Please pray for my friend

Ugh, ever feel like one of those situations is about to start where in the end, not a single person involved is happy? This is the beginning…

I’ve just sort of watched everything build for the past couple of weeks, friends falling in/out of love, people hating other people, people people people. And so many problems. But today, everything got much, much worse.

Last night, I was happy though (note: the beginning of the happy part comes after a slightly sad part). A friend of mine asked me to meet her as soon as possible. She was crying, and I got there in a jiffy. She told me she was ruining good mens lives, and that she was a horrible person. I didn’t understand why. She said she’d ruined another friend of mines life, she had led him on to believe that he and her were a couple, or something along those lines. She eventually came out with it: she was gay. That’s where I became happy. I was so proud of her for confronting it. But she had told my other friend that she was gay, and he didn’t believe her (or something fucked up along those lines). Also, her parents aren’t exactly the people to accept her being a lesbian. The parents are russians, and very strict. She had once talked to me before about her father beating her. I cheered her up (I don’t know how, but I got her smiling), and I left her.
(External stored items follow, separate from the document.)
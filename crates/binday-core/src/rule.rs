//! The Nth-weekday date rule.
//!
//! Collection day is derived from a simple rule: take the Nth occurrence of
//! a weekday within a month, then shift it by a fixed number of days.

use chrono::{Datelike, Duration, NaiveDate, Weekday};

/// Returns the date of the `occurrence`-th `weekday` of the given month.
///
/// Scans forward from the first day of the month, counting matches. Returns
/// `None` when the month runs out before the requested occurrence is reached
/// (possible for occurrence 5, never for 4 or less), when `occurrence` is
/// zero, or when `year`/`month` do not name a valid month.
pub fn nth_weekday(year: i32, month: u32, weekday: Weekday, occurrence: u32) -> Option<NaiveDate> {
    if occurrence == 0 {
        return None;
    }

    let mut date = NaiveDate::from_ymd_opt(year, month, 1)?;
    let mut seen = 0;
    while date.month() == month {
        if date.weekday() == weekday {
            seen += 1;
            if seen == occurrence {
                return Some(date);
            }
        }
        date = date.succ_opt()?;
    }
    None
}

/// Same as [`nth_weekday`], shifted by `day_offset` days.
///
/// The shift is applied after the occurrence is found, so a negative offset
/// steps back from it (the shipped rule uses -1 to land on the day before
/// the 4th occurrence). The shifted date may leave the month for larger
/// offsets; callers wanting the in-month invariant pick offsets that cannot
/// escape it.
pub fn nth_weekday_with_offset(
    year: i32,
    month: u32,
    weekday: Weekday,
    occurrence: u32,
    day_offset: i64,
) -> Option<NaiveDate> {
    let date = nth_weekday(year, month, weekday, occurrence)?;
    date.checked_add_signed(Duration::days(day_offset))
}

#[cfg(test)]
mod tests {
    use super::*;

    #[test]
    fn fourth_thursday_of_january_2024() {
        let date = nth_weekday(2024, 1, Weekday::Thu, 4).unwrap();
        assert_eq!(date, NaiveDate::from_ymd_opt(2024, 1, 25).unwrap());
        assert_eq!(date.weekday(), Weekday::Thu);
    }

    #[test]
    fn offset_lands_on_the_preceding_wednesday() {
        // The day before the 4th Thursday of January 2024.
        let date = nth_weekday_with_offset(2024, 1, Weekday::Thu, 4, -1).unwrap();
        assert_eq!(date, NaiveDate::from_ymd_opt(2024, 1, 24).unwrap());
        assert_eq!(date.weekday(), Weekday::Wed);
    }

    #[test]
    fn occurrence_on_last_day_of_month_stays_in_month_after_offset() {
        // The 4th Tuesday of February 2023 is the 28th, the last day.
        let date = nth_weekday(2023, 2, Weekday::Tue, 4).unwrap();
        assert_eq!(date, NaiveDate::from_ymd_opt(2023, 2, 28).unwrap());

        let shifted = nth_weekday_with_offset(2023, 2, Weekday::Tue, 4, -1).unwrap();
        assert_eq!(shifted, NaiveDate::from_ymd_opt(2023, 2, 27).unwrap());
        assert_eq!(shifted.month(), 2);
    }

    #[test]
    fn fifth_occurrence_may_not_exist() {
        // January 2024 has four Thursdays.
        assert_eq!(nth_weekday(2024, 1, Weekday::Thu, 5), None);
    }

    #[test]
    fn occurrence_zero_is_invalid() {
        assert_eq!(nth_weekday(2024, 1, Weekday::Thu, 0), None);
    }

    #[test]
    fn invalid_month_is_none() {
        assert_eq!(nth_weekday(2024, 13, Weekday::Thu, 1), None);
    }

    #[test]
    fn result_matches_weekday_and_month_for_all_occurrences() {
        for year in 2023..2033 {
            for month in 1..=12 {
                for occurrence in 1..=4 {
                    let date = nth_weekday(year, month, Weekday::Thu, occurrence)
                        .expect("occurrences 1-4 always exist");
                    assert_eq!(date.weekday(), Weekday::Thu);
                    assert_eq!(date.month(), month);
                    assert_eq!(date.year(), year);
                }
            }
        }
    }

    #[test]
    fn larger_offsets_may_cross_the_month_boundary() {
        // March 1st 2024 is a Friday; two days earlier is February.
        let date = nth_weekday_with_offset(2024, 3, Weekday::Fri, 1, -2).unwrap();
        assert_eq!(date, NaiveDate::from_ymd_opt(2024, 2, 28).unwrap());
    }
}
Cut to today. I get to school, and I see her, she’s not looking as up as last night. She doesn’t show up for her chemistry class (which I discovered was because she’d left the class before it). She had left because she’d taken a full bottle of asperin. I didn’t learn this until about 5 o’clock today. She’d done it because of my other friend, who she got a phone call after she got back from my talk the night before. He’d cried and said he was going to the hospital, and that was the only thing he said. Well, I think she thought she’d completely fucked him up, and she took the pills.
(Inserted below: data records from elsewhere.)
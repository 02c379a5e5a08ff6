//! OAuth 2.0 authorization-code flow with PKCE.
//!
//! The redirect target is the local echo listener, and the user relays the
//! authorization code by hand: the listener prints it, the CLI reads it
//! back from standard input. Because the code travels through the user
//! rather than an in-process callback, the exchange is protected by the
//! PKCE verifier (RFC 7636) instead of a state check.

use std::time::Duration;

use base64::Engine;
use base64::engine::general_purpose::URL_SAFE_NO_PAD;
use rand::Rng as _;
use sha2::{Digest, Sha256};
use tracing::info;

use crate::credentials::Credentials;
use crate::error::{GoogleError, GoogleResult};
use crate::tokens::Token;

const AUTH_ENDPOINT: &str = "https://accounts.google.com/o/oauth2/v2/auth";
const TOKEN_ENDPOINT: &str = "https://oauth2.googleapis.com/token";

/// Full read/write access to the user's calendars. Calendar creation needs
/// the full scope, not the readonly one.
pub const CALENDAR_SCOPE: &str = "https://www.googleapis.com/auth/calendar";

/// PKCE code verifier length in bytes, before base64 encoding.
const VERIFIER_BYTES: usize = 32;

/// A single authorization attempt.
///
/// Holds the PKCE verifier for its lifetime, so the same flow value must be
/// used to build the URL and to exchange the resulting code.
#[derive(Debug)]
pub struct OAuthFlow {
    credentials: Credentials,
    redirect_uri: String,
    verifier: String,
    http: reqwest::Client,
}

impl OAuthFlow {
    /// Creates a new flow with a fresh random verifier.
    pub fn new(
        credentials: Credentials,
        redirect_uri: impl Into<String>,
        timeout: Duration,
    ) -> Self {
        let http = reqwest::Client::builder()
            .timeout(timeout)
            .build()
            .expect("failed to create HTTP client");

        Self {
            credentials,
            redirect_uri: redirect_uri.into(),
            verifier: generate_verifier(),
            http,
        }
    }

    /// The URL the user must open in a browser to grant access.
    ///
    /// Requests offline access with a forced consent prompt so Google
    /// returns a refresh token.
    pub fn auth_url(&self) -> String {
        format!(
            "{}?client_id={}&redirect_uri={}&response_type=code&scope={}&\
             code_challenge={}&code_challenge_method=S256&\
             access_type=offline&prompt=consent",
            AUTH_ENDPOINT,
            urlencoding::encode(&self.credentials.client_id),
            urlencoding::encode(&self.redirect_uri),
            urlencoding::encode(CALENDAR_SCOPE),
            urlencoding::encode(&compute_challenge(&self.verifier)),
        )
    }

    /// Exchanges a pasted authorization code for a token pair.
    ///
    /// # Errors
    ///
    /// A rejected code (mistyped, expired, already used) comes back as an
    /// authentication error carrying Google's response body.
    pub async fn exchange_code(&self, code: &str) -> GoogleResult<Token> {
        let params = [
            ("client_id", self.credentials.client_id.as_str()),
            ("client_secret", self.credentials.client_secret.as_str()),
            ("code", code),
            ("code_verifier", self.verifier.as_str()),
            ("grant_type", "authorization_code"),
            ("redirect_uri", self.redirect_uri.as_str()),
        ];

        let parsed = self.token_request(&params, "token exchange").await?;

        info!("authorization code exchanged for tokens");
        Ok(Token::new(
            parsed.access_token,
            parsed.refresh_token,
            parsed.expires_in,
        ))
    }

    /// Obtains a fresh access token from a refresh token.
    ///
    /// The refresh token itself is carried over into the returned token,
    /// since Google usually omits it from refresh responses.
    pub async fn refresh(&self, refresh_token: &str) -> GoogleResult<Token> {
        let params = [
            ("client_id", self.credentials.client_id.as_str()),
            ("client_secret", self.credentials.client_secret.as_str()),
            ("refresh_token", refresh_token),
            ("grant_type", "refresh_token"),
        ];

        let parsed = self.token_request(&params, "token refresh").await?;

        info!("access token refreshed");
        Ok(Token::new(
            parsed.access_token,
            parsed
                .refresh_token
                .or_else(|| Some(refresh_token.to_string())),
            parsed.expires_in,
        ))
    }

    /// POSTs a form to the token endpoint and parses the response.
    async fn token_request(
        &self,
        params: &[(&str, &str)],
        what: &str,
    ) -> GoogleResult<TokenResponse> {
        let response = self
            .http
            .post(TOKEN_ENDPOINT)
            .form(params)
            .send()
            .await
            .map_err(|e| GoogleError::Network(format!("{} request failed: {}", what, e)))?;

        let status = response.status();
        let body = response
            .text()
            .await
            .map_err(|e| GoogleError::Network(format!("failed to read {} response: {}", what, e)))?;

        if !status.is_success() {
            return Err(GoogleError::Authentication(format!(
                "{} failed ({}): {}",
                what, status, body
            )));
        }

        serde_json::from_str(&body)
            .map_err(|e| GoogleError::InvalidResponse(format!("invalid {} response: {}", what, e)))
    }
}

/// Generates a cryptographically random code verifier.
fn generate_verifier() -> String {
    let mut rng = rand::rng();
    let bytes: Vec<u8> = (0..VERIFIER_BYTES).map(|_| rng.random()).collect();
    URL_SAFE_NO_PAD.encode(&bytes)
}

/// Computes the SHA-256 challenge for a code verifier.
fn compute_challenge(verifier: &str) -> String {
    URL_SAFE_NO_PAD.encode(Sha256::digest(verifier.as_bytes()))
}

/// Response from Google's token endpoint.
#[derive(Debug, serde::Deserialize)]
struct TokenResponse {
    access_token: String,
    #[serde(default)]
    refresh_token: Option<String>,
    #[serde(default)]
    expires_in: Option<i64>,
}

#[cfg(test)]
mod tests {
    use super::*;

    fn test_flow() -> OAuthFlow {
        OAuthFlow::new(
            Credentials::new("test-client.apps.googleusercontent.com", "test-secret"),
            "http://localhost:3000",
            Duration::from_secs(5),
        )
    }

    #[test]
    fn verifier_is_43_chars() {
        // Base64url of 32 bytes, no padding.
        assert_eq!(generate_verifier().len(), 43);
    }

    #[test]
    fn verifiers_differ_between_flows() {
        assert_ne!(test_flow().verifier, test_flow().verifier);
    }

    #[test]
    fn challenge_is_deterministic() {
        let verifier = "test-verifier-string";
        assert_eq!(compute_challenge(verifier), compute_challenge(verifier));
    }

    #[test]
    fn auth_url_carries_the_flow_parameters() {
        let url = test_flow().auth_url();
        assert!(url.starts_with(AUTH_ENDPOINT));
        assert!(url.contains("client_id=test-client.apps.googleusercontent.com"));
        assert!(url.contains("redirect_uri=http%3A%2F%2Flocalhost%3A3000"));
        assert!(url.contains("response_type=code"));
        assert!(url.contains("code_challenge="));
        assert!(url.contains("code_challenge_method=S256"));
        assert!(url.contains("access_type=offline"));
        assert!(url.contains("prompt=consent"));
        assert!(url.contains(&urlencoding::encode(CALENDAR_SCOPE).into_owned()));
    }

    #[test]
    fn token_response_parses_without_optional_fields() {
        let parsed: TokenResponse =
            serde_json::from_str(r#"{"access_token": "abc"}"#).unwrap();
        assert_eq!(parsed.access_token, "abc");
        assert!(parsed.refresh_token.is_none());
        assert!(parsed.expires_in.is_none());
    }
}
She told a friend of mine that she had done that, and this other friend got her to the nurse, and that got her to the hospital. Last I heard, she was fine, and that she was going to survive, for which I am eternally grateful. But now my friend is going to be in a mental hospital for god knows how long, and I don’t know when I’m going to see her again, and it’s all building up, and this is only the tip of the iceberg of the hell that’s going to encompass my life for god knows how long. WHY THE FUCK DOES SHIT LIKE THIS HAPPEN!!??!?!?!
Then tonight, the Simpsons they showed was the episode where maude died. I was not amused. At this point, I’m simply angry, scared, and wondering what the fuck is going on. I had the pleasurable experience of telling my friend (the one at the top who seemed to think she liked him or whatever) that she had attempted suicide. I’ve never seen anyone go through so many stages of emotions in such a short period. He was screaming crying, then completely normal, then I don’t even know. There’s just so much going on now… and I know that this isn’t anywhere near the end of it. Expect many more posts like this one in the near future, that’s the way my life likes to do things. In rapid fucking succession.
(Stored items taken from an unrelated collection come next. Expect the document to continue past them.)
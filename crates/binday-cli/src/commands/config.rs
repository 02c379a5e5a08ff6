//! Configuration commands.

use crate::config::AppConfig;
use crate::error::{ClientError, ClientResult};

use super::auth::resolve_credentials;

/// Dump the current configuration to stdout.
pub fn dump(config: &AppConfig) -> ClientResult<()> {
    let toml_str = toml::to_string_pretty(config)
        .map_err(|e| ClientError::Config(format!("failed to serialize config: {}", e)))?;
    println!("# config.toml ({})", AppConfig::default_path().display());
    println!("{}", toml_str);
    Ok(())
}

/// Validate the configuration.
pub fn validate(config: &AppConfig) -> ClientResult<()> {
    if let Some(google) = config.google.as_ref()
        && (google.client_id.is_some()
            || google.client_secret.is_some()
            || google.credentials_file.is_some())
    {
        let credentials = resolve_credentials(None, None, None, config.google.as_ref())?;
        credentials.validate()?;
        println!("Google credentials are valid.");
    }

    println!("Configuration is valid.");
    Ok(())
}

/// Show the configuration file path.
pub fn path() -> ClientResult<()> {
    println!("config: {}", AppConfig::default_path().display());
    Ok(())
}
I’d like to change the topic of this thread, is there any way I could have it changed to something like “Please Pray for my friend?” Something like that, please.

Totoro, please believe me, your friend has my thoughts and prayers. So do you, for being such an understanding friend.

You got it. I’m sorry you and she are in such pain.

My prayers are with you and your friend, Totoro.

How incredibly painful. I hope that things look more hopeful soon.

Scotti

I’ll add my thoughts and best wishes.

Quick shout out: TroubleAgain, you once again prove your compassionate and classy nature. I’m proud to call you my friend!

My very best to you and your friend, Totoro.